= Nicholas of Hanapes =

13th-century Latin patriarch of Jerusalem

Nicholas of Hanapes (died on 18 May 1291) was a French prelate of the Catholic Church who became the last Latin patriarch in the Kingdom of Jerusalem. He was appointed in 1288 by Pope Nicholas IV and during his brief patriarchate wielded a considerable political power. He drowned under unclear circumstances during the sack of Acre.

==Early career==
Nicholas hailed from Hanapes in the Ardennes. He was born probably in the first half of the 13th century. He entered the Dominican Order in the convent of his hometown before going to study at the Couvent des Jacobins in Paris. Between 1260 and 1278 he compiled the Liber de exemplis sacre scripturae ("Book of examples from scripture"), which became popular in England in the following century. (Note: The book was published in 1477 as Biblia pauperum ("Bible of the Poor"), in which biblical stories inspiring the love of virtue are grouped in 134 alphabetically arranged chapters, and attributed to Bonaventure. After 1533, it was published under the name of its true author, Nicholas. Among the various titles under which it was published is Virtutum vitiorumque Exempla.) Nicholas served as a penitentiary to Pope Nicholas IV.

==Patriarchate==
Nicholas IV, who was elected pope on 22 February 1288, appointed Nicholas of Hanapes to the Latin Patriarchate of Jerusalem on 30 April 1288. This circumvented the right of the canons of the Holy Sepulchre to elect their patriarch. The pope bestowed on the new patriarch privileges surpassing those of his predecessors. Because the king of Jerusalem, Henry II of Cyprus, was for the most part absent from the mainland, Patriarch Nicholas enjoyed a considerable political power. Indeed, he acted as a virtual head of state. For example, the commanders of the fleet sent by the pope to Acre-the capital of the Kingdom of Jerusalem, then a rump state-were placed under the patriarch's authority. One of the pope's last requests to the patriarch was to establish the Inquisition in the Latin East.

On 26 April 1289, Tripoli was captured by the Mamluks of Egypt. Nicholas took part in composing the delegation sent to Rome to request aid. The pope responded by imposing a complete trade embargo on Egypt. The population of Acre protested because their livelihoods depended on trade with Egypt. Patriarch Nicholas consequently allowed the trade of goods other than horses and war materials.
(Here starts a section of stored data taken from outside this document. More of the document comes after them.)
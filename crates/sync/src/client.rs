//! Synchronization client.
//!
//! A single task owns the entity store, the marker set and the connection
//! manager, and reacts to connection events, commands and marker deadlines
//! one at a time. Nothing else can touch the store, so it needs no lock.
//! Callers observe state through a [`watch`] channel of [`AttendanceView`]
//! and a [`broadcast`] stream of [`SyncEvent`]s.

use crate::config::SyncConfig;
use crate::connection::{ConnectionEvent, ConnectionManager, StreamTransport, WebSocketTransport};
use crate::error::SyncError;
use crate::markers::MarkerSet;
use crate::merge::{EventMerger, MergeOutcome};
use crate::protocol::StreamEvent;
use crate::snapshot::SnapshotLoader;
use crate::store::{EntityRecord, EntityStore};
use std::sync::Arc;
use tokio::sync::{broadcast, mpsc, oneshot, watch};
use tokio::task::JoinHandle;
use tokio::time::Instant;
use tracing::{debug, info, warn};

/// Read-only picture of the synchronized state
#[derive(Debug, Clone, PartialEq, Default)]
pub struct AttendanceView {
    /// Records in roster order
    pub records: Vec<EntityRecord>,
    pub connected: bool,
    /// Ids with a live marker, oldest touch first
    pub recently_touched: Vec<String>,
}

impl AttendanceView {
    pub fn record(&self, id: &str) -> Option<&EntityRecord> {
        self.records.iter().find(|r| r.id == id)
    }

    pub fn is_touched(&self, id: &str) -> bool {
        self.recently_touched.iter().any(|t| t == id)
    }

    /// Most recently touched id, for presentations that highlight one row
    pub fn latest_touched(&self) -> Option<&str> {
        self.recently_touched.last().map(String::as_str)
    }

    pub fn present_count(&self) -> usize {
        self.records.iter().filter(|r| r.is_present()).count()
    }
}

/// Typed notifications for downstream consumers
#[derive(Debug, Clone, PartialEq)]
pub enum SyncEvent {
    Connected,
    Disconnected {
        reason: String,
    },
    SnapshotLoaded {
        count: usize,
    },
    RecordUpdated {
        id: String,
        time: String,
        confidence: Option<i64>,
    },
    MarkerCleared {
        id: String,
    },
}

enum Command {
    ReplaceSnapshot {
        records: Vec<EntityRecord>,
        reply: oneshot::Sender<usize>,
    },
}

/// Handle to the running sync task.
///
/// Dropping the handle also stops the task.
pub struct SyncClient {
    commands: mpsc::Sender<Command>,
    view: watch::Receiver<AttendanceView>,
    events: broadcast::Sender<SyncEvent>,
    shutdown: Option<oneshot::Sender<()>>,
    task: Option<JoinHandle<()>>,
}

impl SyncClient {
    /// Start syncing against the WebSocket stream named in `config`.
    pub fn spawn(config: &SyncConfig) -> Self {
        Self::with_transport(Arc::new(WebSocketTransport::from_config(config)), config)
    }

    pub fn with_transport(transport: Arc<dyn StreamTransport>, config: &SyncConfig) -> Self {
        let (command_tx, command_rx) = mpsc::channel(16);
        let (view_tx, view_rx) = watch::channel(AttendanceView::default());
        // Capacity for 100 events, as the gateway does for its own broadcast
        let (event_tx, _) = broadcast::channel(100);
        let (shutdown_tx, shutdown_rx) = oneshot::channel();

        let worker = SyncWorker {
            store: EntityStore::new(),
            markers: MarkerSet::new(config.marker_window()),
            connection: ConnectionManager::new(transport, config.reconnect_delay()),
            commands: command_rx,
            view: view_tx,
            events: event_tx.clone(),
        };
        let task = tokio::spawn(worker.run(shutdown_rx));

        Self {
            commands: command_tx,
            view: view_rx,
            events: event_tx,
            shutdown: Some(shutdown_tx),
            task: Some(task),
        }
    }

    /// Current state
    pub fn view(&self) -> AttendanceView {
        self.view.borrow().clone()
    }

    pub fn is_connected(&self) -> bool {
        self.view.borrow().connected
    }

    /// Watch every state change
    pub fn subscribe(&self) -> watch::Receiver<AttendanceView> {
        self.view.clone()
    }

    /// Typed notifications from now on
    pub fn events(&self) -> broadcast::Receiver<SyncEvent> {
        self.events.subscribe()
    }

    /// Fully replace the roster. Resolves once the task has applied it.
    pub async fn replace_snapshot(&self, records: Vec<EntityRecord>) -> Result<usize, SyncError> {
        let (reply, reply_rx) = oneshot::channel();
        self.commands
            .send(Command::ReplaceSnapshot { records, reply })
            .await
            .map_err(|_| SyncError::Stopped)?;
        reply_rx.await.map_err(|_| SyncError::Stopped)
    }

    /// Fetch the roster once and apply it. A fetch failure is returned to the
    /// caller and leaves the current roster in place; nothing is retried.
    pub async fn load_snapshot(&self, loader: &SnapshotLoader) -> Result<usize, SyncError> {
        let records = loader.load().await?;
        self.replace_snapshot(records).await
    }

    /// Close the stream, cancel every pending timer and wait for the task
    /// to exit. Later calls are no-ops.
    pub async fn shutdown(&mut self) {
        if let Some(tx) = self.shutdown.take() {
            let _ = tx.send(());
        }
        if let Some(task) = self.task.take() {
            if let Err(e) = task.await {
                warn!("Sync task ended abnormally: {}", e);
            }
        }
    }
}

struct SyncWorker {
    store: EntityStore,
    markers: MarkerSet,
    connection: ConnectionManager,
    commands: mpsc::Receiver<Command>,
    view: watch::Sender<AttendanceView>,
    events: broadcast::Sender<SyncEvent>,
}

impl SyncWorker {
    async fn run(mut self, mut shutdown: oneshot::Receiver<()>) {
        info!("Sync client started");
        self.connection.start();
        self.publish();

        loop {
            let marker_deadline = self.markers.next_deadline();

            tokio::select! {
                _ = &mut shutdown => break,
                command = self.commands.recv() => match command {
                    Some(command) => self.handle_command(command),
                    None => break,
                },
                event = self.connection.next_event() => self.handle_connection_event(event),
                _ = sleep_until_deadline(marker_deadline) => self.expire_markers(),
            }
        }

        self.connection.shutdown();
        self.markers.clear();
        self.publish();
        info!("Sync client stopped");
    }

    fn handle_command(&mut self, command: Command) {
        match command {
            Command::ReplaceSnapshot { records, reply } => {
                let count = self.store.replace_all(records);
                let store = &self.store;
                self.markers.retain(|id| store.contains(id));
                info!("Roster replaced: {} records", count);

                self.publish();
                self.emit(SyncEvent::SnapshotLoaded { count });
                let _ = reply.send(count);
            }
        }
    }

    fn handle_connection_event(&mut self, event: ConnectionEvent) {
        match event {
            ConnectionEvent::Connected => {
                self.publish();
                self.emit(SyncEvent::Connected);
            }
            ConnectionEvent::Disconnected { reason, .. } => {
                self.publish();
                self.emit(SyncEvent::Disconnected { reason });
            }
            ConnectionEvent::Event(event) => self.merge(event),
        }
    }

    fn merge(&mut self, event: StreamEvent) {
        let outcome =
            EventMerger::new(&mut self.store, &mut self.markers).apply(&event, Instant::now());

        match outcome {
            MergeOutcome::Updated { id, time } => {
                let confidence = match &event {
                    StreamEvent::Biometric(ev) => ev.confidence,
                    StreamEvent::Other { .. } => None,
                };
                info!("{} marked present at {}", id, time);
                self.publish();
                self.emit(SyncEvent::RecordUpdated {
                    id,
                    time,
                    confidence,
                });
            }
            MergeOutcome::UnknownEntity { id } => {
                debug!("{}", SyncError::UnknownEntity(id));
            }
            MergeOutcome::Ignored { .. } => {}
        }
    }

    fn expire_markers(&mut self) {
        let cleared = self.markers.expire(Instant::now());
        if cleared.is_empty() {
            return;
        }
        self.publish();
        for id in cleared {
            self.emit(SyncEvent::MarkerCleared { id });
        }
    }

    fn publish(&self) {
        let next = AttendanceView {
            records: self.store.records().to_vec(),
            connected: self.connection.is_connected(),
            recently_touched: self.markers.ids(),
        };
        self.view.send_if_modified(|current| {
            if *current == next {
                false
            } else {
                *current = next;
                true
            }
        });
    }

    fn emit(&self, event: SyncEvent) {
        // No subscribers is fine
        let _ = self.events.send(event);
    }
}

async fn sleep_until_deadline(deadline: Option<Instant>) {
    match deadline {
        Some(deadline) => tokio::time::sleep_until(deadline).await,
        None => std::future::pending().await,
    }
}
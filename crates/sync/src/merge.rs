//! Applies decoded stream events to the roster.

use crate::markers::MarkerSet;
use crate::protocol::{BiometricEvent, StreamEvent};
use crate::store::EntityStore;
use tokio::time::Instant;
use tracing::debug;

/// What a single merge did to the store
#[derive(Debug, Clone, PartialEq, Eq)]
pub enum MergeOutcome {
    /// The record was marked Present and its marker raised
    Updated { id: String, time: String },
    /// The event named an id the roster does not know
    UnknownEntity { id: String },
    /// The event kind carries no attendance
    Ignored { kind: String },
}

pub struct EventMerger<'a> {
    store: &'a mut EntityStore,
    markers: &'a mut MarkerSet,
}

impl<'a> EventMerger<'a> {
    pub fn new(store: &'a mut EntityStore, markers: &'a mut MarkerSet) -> Self {
        Self { store, markers }
    }

    /// Merge one event. Status and time are overwritten, so replaying an
    /// event leaves the record unchanged.
    pub fn apply(&mut self, event: &StreamEvent, now: Instant) -> MergeOutcome {
        match event {
            StreamEvent::Biometric(ev) => self.apply_biometric(ev, now),
            StreamEvent::Other { kind } => {
                debug!("Ignoring stream event of kind '{}'", kind);
                MergeOutcome::Ignored { kind: kind.clone() }
            }
        }
    }

    fn apply_biometric(&mut self, event: &BiometricEvent, now: Instant) -> MergeOutcome {
        let time = event.time_of_day();

        if self.store.mark_present(&event.entity_id, time).is_none() {
            return MergeOutcome::UnknownEntity {
                id: event.entity_id.clone(),
            };
        }

        self.markers.touch(&event.entity_id, now);
        MergeOutcome::Updated {
            id: event.entity_id.clone(),
            time: time.to_string(),
        }
    }
}
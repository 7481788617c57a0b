//! One-shot roster fetch.

use crate::config::SyncConfig;
use crate::error::SyncError;
use crate::store::{EntityRecord, EntityStore};
use async_trait::async_trait;
use reqwest::Client;
use std::sync::Arc;
use tracing::info;

/// Where the initial entity set comes from
#[async_trait]
pub trait RosterSource: Send + Sync {
    /// Perform exactly one roster request.
    async fn fetch(&self) -> Result<Vec<EntityRecord>, SyncError>;

    /// Human-readable location, for logs
    fn describe(&self) -> String;
}

/// Roster served as a JSON array over HTTP
pub struct HttpRosterSource {
    client: Client,
    url: String,
}

impl HttpRosterSource {
    pub fn new(url: impl Into<String>, config: &SyncConfig) -> Self {
        Self {
            client: Client::builder()
                .http1_only()
                .timeout(config.request_timeout())
                .build()
                .unwrap_or_else(|_| Client::new()),
            url: url.into(),
        }
    }

    pub fn from_config(config: &SyncConfig) -> Self {
        Self::new(config.snapshot_url(), config)
    }
}

#[async_trait]
impl RosterSource for HttpRosterSource {
    async fn fetch(&self) -> Result<Vec<EntityRecord>, SyncError> {
        info!("Fetching roster snapshot from: {}", self.url);
        let response = self
            .client
            .get(&self.url)
            .header("Accept", "application/json")
            .send()
            .await
            .map_err(|e| SyncError::transport(&self.url, format!("request failed: {}", e)))?;

        if !response.status().is_success() {
            let status = response.status();
            let error_text = response.text().await.unwrap_or_default();
            return Err(SyncError::transport(
                &self.url,
                format!("roster endpoint returned {}: {}", status, error_text),
            ));
        }

        response
            .json::<Vec<EntityRecord>>()
            .await
            .map_err(|e| SyncError::transport(&self.url, format!("roster json parse failed: {}", e)))
    }

    fn describe(&self) -> String {
        self.url.clone()
    }
}

/// Seeds the entity store from a roster source. Never retries on its own.
#[derive(Clone)]
pub struct SnapshotLoader {
    source: Arc<dyn RosterSource>,
}

impl SnapshotLoader {
    pub fn new(source: Arc<dyn RosterSource>) -> Self {
        Self { source }
    }

    pub fn from_config(config: &SyncConfig) -> Self {
        Self::new(Arc::new(HttpRosterSource::from_config(config)))
    }

    /// Fetch the full roster.
    pub async fn load(&self) -> Result<Vec<EntityRecord>, SyncError> {
        let records = self.source.fetch().await?;
        info!(
            "Roster snapshot from {} has {} records",
            self.source.describe(),
            records.len()
        );
        Ok(records)
    }

    /// Fetch and fully replace `store`. On failure `store` is left as it was.
    pub async fn load_into(&self, store: &mut EntityStore) -> Result<usize, SyncError> {
        let records = self.load().await?;
        Ok(store.replace_all(records))
    }
}

#[cfg(test)]
mod tests {
    use super::*;
    use std::sync::atomic::{AtomicUsize, Ordering};
    use tokio_test::{assert_err, assert_ok};

    struct CountingRoster {
        calls: AtomicUsize,
        fail: bool,
    }

    #[async_trait]
    impl RosterSource for CountingRoster {
        async fn fetch(&self) -> Result<Vec<EntityRecord>, SyncError> {
            self.calls.fetch_add(1, Ordering::SeqCst);
            if self.fail {
                Err(SyncError::transport("mem://roster", "connection refused"))
            } else {
                Ok(vec![EntityRecord::new("F1", "Alice", "10", "A")])
            }
        }

        fn describe(&self) -> String {
            "mem://roster".to_string()
        }
    }

    #[tokio::test]
    async fn load_into_replaces_store_with_one_request() {
        let source = Arc::new(CountingRoster {
            calls: AtomicUsize::new(0),
            fail: false,
        });
        let loader = SnapshotLoader::new(source.clone());
        let mut store = EntityStore::new();
        store.replace_all(vec![EntityRecord::new("OLD", "Stale", "9", "Z")]);

        let count = assert_ok!(loader.load_into(&mut store).await);

        assert_eq!(count, 1);
        assert_eq!(source.calls.load(Ordering::SeqCst), 1);
        assert!(store.get("OLD").is_none());
        assert!(store.get("F1").is_some());
    }

    #[tokio::test]
    async fn failed_load_leaves_store_untouched() {
        let source = Arc::new(CountingRoster {
            calls: AtomicUsize::new(0),
            fail: true,
        });
        let loader = SnapshotLoader::new(source.clone());
        let mut store = EntityStore::new();

        let err = assert_err!(loader.load_into(&mut store).await);

        assert!(matches!(err, SyncError::Transport { .. }));
        assert!(store.is_empty());
        assert_eq!(source.calls.load(Ordering::SeqCst), 1);
    }

    #[tokio::test]
    async fn unreachable_http_roster_is_a_transport_error() {
        let config = SyncConfig::default();
        // Port 9 (discard) on loopback is not expected to serve HTTP.
        let source = HttpRosterSource::new("http://127.0.0.1:9/students", &config);
        let err = assert_err!(source.fetch().await);
        assert!(matches!(err, SyncError::Transport { .. }));
    }
}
Nicholas's patriarchate was cut short by the Mamluk invasion of the kingdom in April 1291. Nicholas took charge of the defense of the besieged Acre, but the Lanercost Chronicle alleges that he was not adept. As Acre was overrun on 18 May, Nicholas made for the harbor, where the weather was bad and the waves were high. Sources disagree on how Nicholas met his fate. The Templar of Tyre narrates that the patriarch tried to board a Venetian ship, seized a sailor by the hand, but slipped and drowned; his valuables turning up aboard the vessel led to suspicions of foul play. According to the account of Thadeus of Naples, the patriarch tried to save as many poor people as possible, but his overloaded boat capsized, killing everyone aboard.